Vox pop: How can UK contractors take advantage of opportunities presented by global projects?
Stuart Green, head of the School of Construction Management and Engineering at the University of Reading
Visitors to construction hotspots such as the Middle East and Hong Kong cannot help but notice the high profile of UK consultancies. But UK contractors operating in such markets are few and far between. They struggle to sell themselves in terms of competitive advantage. What do they have to offer that is not available from elsewhere?
Contractors remain successful in the domestic market as a result of their ability to painlessly to expand and contract in accordance with fluctuations in demand. In no small way, the competitive model is inseparable from the widespread reliance on subcontracting. UK firms have become experts in a process of “contract trading” through which risk is assigned to the supply chain. They are world beaters at risk management in this sense, but unfortunately it’s a competitive model that doesn’t easily translate to international markets.
Richard Whitehead, managing director of project and construction services, UK and Ireland at Aecom
Global competition necessitates that UK companies become more bullish. With international consortia taking lead roles on UK infrastructure projects, why shouldn’t British firms look to mirror this model overseas?

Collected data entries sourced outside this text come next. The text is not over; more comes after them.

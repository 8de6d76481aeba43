//! Connection bootstrap.
//!
//! Turns a [`BootstrapConfig`] into a live, configured [`Handle`]:
//!
//! 1. Validate the input combination (no I/O)
//! 2. Parse the URI into a [`ConnectionDescriptor`]
//! 3. Load the client certificate/key pair, if any
//! 4. Load the CA trust anchor and switch the cluster to TLS, if any
//! 5. Apply the dial timeout
//! 6. Apply the fixed [`SessionPolicy`]
//! 7. Install the X.509 credential derived from the client certificate
//! 8. Dial, then bind the session to the target database
//!
//! Every failure is returned immediately with the failing step in its context.
//! Nothing is retried.
//!
//! # Security
//! - Connection strings are redacted in every log line and error
//! - Client key bytes are dropped before the dial

use crate::config::BootstrapConfig;
use crate::descriptor::ConnectionDescriptor;
use crate::error::{BootstrapError, redact_database_url};
use crate::handle::Handle;
use crate::policy::SessionPolicy;
use crate::tls::{ClientIdentity, TlsMaterial, TrustAnchor};
use crate::Result;
use mongodb::Client;
use mongodb::error::ErrorKind;
use mongodb::options::{AuthMechanism, ClientOptions, Credential};

/// Authentication source reserved for externally verified principals.
pub const EXTERNAL_AUTH_SOURCE: &str = "$external";

/// Server error code for a rejected authentication.
const AUTHENTICATION_FAILED_CODE: i32 = 18;

/// Everything the bootstrap decided before touching the network.
#[derive(Debug, Clone)]
pub struct PreparedBootstrap {
    /// Parsed connection descriptor
    pub descriptor: ConnectionDescriptor,
    /// Driver options: TLS, timeouts, session policy and credential
    pub options: ClientOptions,
    /// Whether a client certificate is used for authentication
    pub x509: bool,
}

/// Connects using the three positional inputs.
///
/// Empty `ca_cert_path` means plain transport; empty `client_cert_path` means
/// no certificate authentication.
///
/// # Example
/// ```rust,no_run
/// # async fn run() -> mongoboot_core::Result<()> {
/// let handle = mongoboot_core::connect("mongodb://localhost:27017/test", "", "").await?;
/// let request_handle = handle.clone_session()?;
/// // ... serve the request ...
/// request_handle.close().await;
/// handle.close().await;
/// # Ok(())
/// # }
/// ```
///
/// # Errors
/// See [`connect_with`].
pub async fn connect(uri: &str, ca_cert_path: &str, client_cert_path: &str) -> Result<Handle> {
    connect_with(&BootstrapConfig::from_parts(uri, ca_cert_path, client_cert_path)).await
}

/// Runs the full bootstrap and returns a handle bound to the target database.
///
/// # Errors
/// - `Configuration` if a client certificate is given without a CA certificate
/// - `Parse` if the URI is malformed or names no database
/// - `Certificate` if either PEM file cannot be loaded or parsed
/// - `Connection` if the cluster cannot be reached within the dial timeout
/// - `Auth` if the server rejects the X.509 principal
pub async fn connect_with(config: &BootstrapConfig) -> Result<Handle> {
    let prepared = prepare_options(config).await?;
    let PreparedBootstrap {
        descriptor,
        options,
        x509,
    } = prepared;

    tracing::info!(
        "Dialing {} (tls={}, x509={}, timeout={:?})",
        descriptor,
        options.tls.is_some(),
        x509,
        descriptor.dial_timeout
    );

    let client = Client::with_options(options.clone()).map_err(|e| {
        BootstrapError::connection_failed(format!("creating client for {}", descriptor), e)
    })?;

    let handle = Handle::new(client, options, &descriptor.database);

    if let Err(e) = handle.ping_driver().await {
        let err = classify_dial_error(e, &descriptor, x509);
        tracing::warn!("Bootstrap failed: {}", err);
        handle.close().await;
        return Err(err);
    }

    tracing::info!("Connected to {}", descriptor);
    Ok(handle)
}

/// Performs every bootstrap step that needs no network access.
///
/// The returned options are exactly what the driver will be given, which makes
/// the TLS, timeout, policy and credential decisions inspectable.
///
/// # Errors
/// Same as [`connect_with`] minus the `Connection` and `Auth` kinds.
pub async fn prepare_options(config: &BootstrapConfig) -> Result<PreparedBootstrap> {
    config.validate()?;

    tracing::debug!("Bootstrapping {}", redact_database_url(&config.uri));

    let (descriptor, mut options) =
        ConnectionDescriptor::parse(&config.uri, config.dial_timeout).await?;

    let client_identity = config
        .client_cert()
        .map(ClientIdentity::load)
        .transpose()?;

    let principal = client_identity.as_ref().map(ClientIdentity::principal);

    if let Some(ca_path) = config.ca_cert() {
        let trust_anchor = TrustAnchor::load(ca_path)?;
        let material = TlsMaterial::new(trust_anchor, client_identity);
        options.tls = Some(material.to_driver_tls());
    }

    options.connect_timeout = Some(descriptor.dial_timeout);
    options.server_selection_timeout = Some(descriptor.dial_timeout);
    if config.app_name.is_some() || options.app_name.is_none() {
        options.app_name = Some(config.app_name());
    }

    SessionPolicy.apply(&mut options);

    let x509 = principal.is_some();
    if let Some(principal) = principal {
        tracing::debug!("Authenticating with X.509 principal {}", principal);
        options.credential = Some(x509_credential(principal));
    }

    Ok(PreparedBootstrap {
        descriptor,
        options,
        x509,
    })
}

/// Builds the `MONGODB-X509` credential for a derived principal.
pub fn x509_credential(principal: String) -> Credential {
    Credential::builder()
        .mechanism(AuthMechanism::MongoDbX509)
        .username(principal)
        .source(EXTERNAL_AUTH_SOURCE.to_string())
        .build()
}

/// Separates authentication rejections from transport failures.
fn classify_dial_error(
    error: mongodb::error::Error,
    descriptor: &ConnectionDescriptor,
    x509: bool,
) -> BootstrapError {
    let is_auth = match error.kind.as_ref() {
        ErrorKind::Authentication { .. } => true,
        ErrorKind::Command(command) => command.code == AUTHENTICATION_FAILED_CODE,
        _ => false,
    };

    if is_auth {
        let mechanism = if x509 { "MONGODB-X509" } else { "URI credentials" };
        BootstrapError::auth_failed(
            format!("authenticating to {} with {}", descriptor, mechanism),
            error,
        )
    } else {
        BootstrapError::connection_failed(format!("connecting to {}", descriptor), error)
    }
}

Key to international success is an understanding of local markets and economies. Whether through acquisitions, organic growth or joint ventures, local presence is essential. Establishing on-the-ground operations or a joint venture helps manage the risks and opportunities of doing business abroad. International markets can no longer be conquered by delivering projects remotely. Construction is a local business – you can’t deliver global projects without knowledge of local labour and supply chains.
Santiago Klein, international director at McBains Cooper
It pays to be bullish when considering work overseas. But it pays even more to do your homework first. Our expansion into Latin America was a considered one. We chose a market that was growing, that we understood and that had an appetite for our expertise.
Latin America is a land of opportunity, where many countries benefit from increased stability and steady economic growth. In turn, these governments are committed to further growth and have embraced the public-private partnership procurement model as a route to realising their infrastructure targets.
What they lack is the expertise to put their plans in motion. For British firms willing to be bold, the rewards are plentiful. Since opening in Mexico City in 2008, McBains Cooper now has offices in Lima, Monterrey, Medellín, and Bogotá.
Anil Iyer, chief operating officer of the Association for Consultancy and Engineering
There is certainly scope for UK consultants to keep pursuing international markets, providing their unique selling proposition and target countries are identified, delivery timescales are realistic, and risks are thoroughly evaluated and managed. There are particularly opportunities for small and medium-sized enterprises if they partner with larger companies. Companies with young, diverse and flexible workforces that embrace new technologies are best positioned to take advantage of these global opportunities.
Alan Ryder, CEO of environmental consultancy RSK Group
While British construction firms are held in high regard around the world, we must not be complacent and expect a Union Jack flag alone to be a guarantee of quality. We have to prove our credentials and be competitive, as high standards of work are not just the provenance of a British workforce and competition is always getting tougher.
The recession was a painful reminder that we live on an island, with a relatively small economy and limited market. The biggest constraint to growth has been the availability of capital and bank support. You can be as bullish as you like, but what companies need is access to capital.